Die Antrimon-Lösung: gezielte Optimierung des Dämpfungskonzepts
Basierend auf den FEM-Ergebnissen entwickelte Antrimon eine technische Lösung, die das Problem nachhaltig adressiert:
- Anpassung des Dämpfers: Ein stärkerer Dämpfer wurde ausgewählt, der jedoch nur über die halbe Wegstrecke wirkt.
- Federmechanismus für Wiederverzahnung: Durch ein federbelastetes Zahnsegment kann das Getriebe nach dem Entkoppeln wieder sicher einrasten.
- Verbesserte Schaltperformance: Diese Kombination sorgt für eine deutlich höhere Schliessgeschwindigkeit des Getriebes und reduziert gleichzeitig die Kontaktabbrandrate signifikant.
Dank dieser daten- und simulationsgestützten Anpassung konnte die Funktionalität des Y-Δ-Schalters nachhaltig verbessert werden – mit positiven Effekten auf Lebensdauer, Zuverlässigkeit und Gesamtleistung der Mechanik.
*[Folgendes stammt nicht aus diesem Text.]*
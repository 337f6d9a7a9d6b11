//! Keyword filter deciding which catalog records enter the working catalog.

use serde::{Deserialize, Serialize};

use super::modifier::Modifier;

/// Keyword sets used to select modifiers from the full stat catalog.
#[derive(Debug, Clone, PartialEq, Eq, Serialize, Deserialize)]
#[serde(default)]
pub struct ModFilter {
    /// A record is kept when its `ref` starts with any of these
    pub ref_startswith: Vec<String>,
    /// A record is kept when any matcher string contains any of these
    pub string_contains: Vec<String>,
}

impl Default for ModFilter {
    fn default() -> Self {
        Self {
            ref_startswith: vec![
                "Added Small Passive Skills also grant".to_string(),
                "1 Added Passive Skill is".to_string(),
                "Added Small Passive Skills have".to_string(),
            ],
            string_contains: vec![
                "附加的小天賦給予".to_string(),
                "附加的小型天賦給予".to_string(),
                "附加的小天賦增加".to_string(),
                "1 個附加天賦為".to_string(),
            ],
        }
    }
}

impl ModFilter {
    /// Filter that keeps every record
    pub fn accept_all() -> Self {
        Self {
            ref_startswith: Vec::new(),
            string_contains: Vec::new(),
        }
    }

    /// True when neither keyword list has entries
    pub fn is_empty(&self) -> bool {
        self.ref_startswith.is_empty() && self.string_contains.is_empty()
    }

    /// Check whether a modifier belongs in the working catalog.
    ///
    /// An empty filter accepts everything.
    pub fn accepts(&self, modifier: &Modifier) -> bool {
        if self.is_empty() {
            return true;
        }

        if self
            .ref_startswith
            .iter()
            .any(|keyword| modifier.reference.starts_with(keyword.as_str()))
        {
            return true;
        }

        modifier.matchers.iter().any(|m| {
            self.string_contains
                .iter()
                .any(|keyword| m.string.contains(keyword.as_str()))
        })
    }
}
Projektstruktur: Interdisziplinäre Entwicklung vom Konzept bis zur Umsetzung
Das Projekt umfasste mehrere Kompetenzbereiche:
- Projektmanagement: Definition und Priorisierung kundenspezifischer Anforderungen sowie Projektplanung und -koordination
- Mechanische Entwicklung: Suche innovativer Konzeptideen zur Verzögerungsreduktion, CAD-Design und FEM-Auslegung des federnden Zahnsegments sowie Prototypenbeschaffung und Anpassung
- Test & Validierung: Simulationsergebnisse im Testlabor verifiziert sowie Auswahl des optimalen Dämpfers basierend auf realen Schaltzeiten
- Produktion: Aufbau erster Prototypen sowie Feinabstimmung der Fertigungswerkzeuge und Serienbereitschaft
Dieses strukturierte Vorgehen – von der Analyse über die Simulation bis zur Validierung – spiegelt Antrimons interdisziplinäre Engineering-Expertise wider.
Ergebnis: Zuverlässige, leistungsfähige Getriebesteuerung
Durch die gezielte Anwendung der Finite-Elemente-Methode in Verbindung mit mechanischer Innovation konnte Antrimon für den Kunden:
- signifikante Verbesserung der Schaltgeschwindigkeit erreichen
- die mechanische Zuverlässigkeit erhöhen
- die Lebensdauer der Schaltkontakte optimieren
Eine Lösung, die nicht nur technisch überzeugt, sondern auch wirtschaftlich sinnvoll ist – ein typisches Beispiel für praxisnahe Engineering-Exzellenz.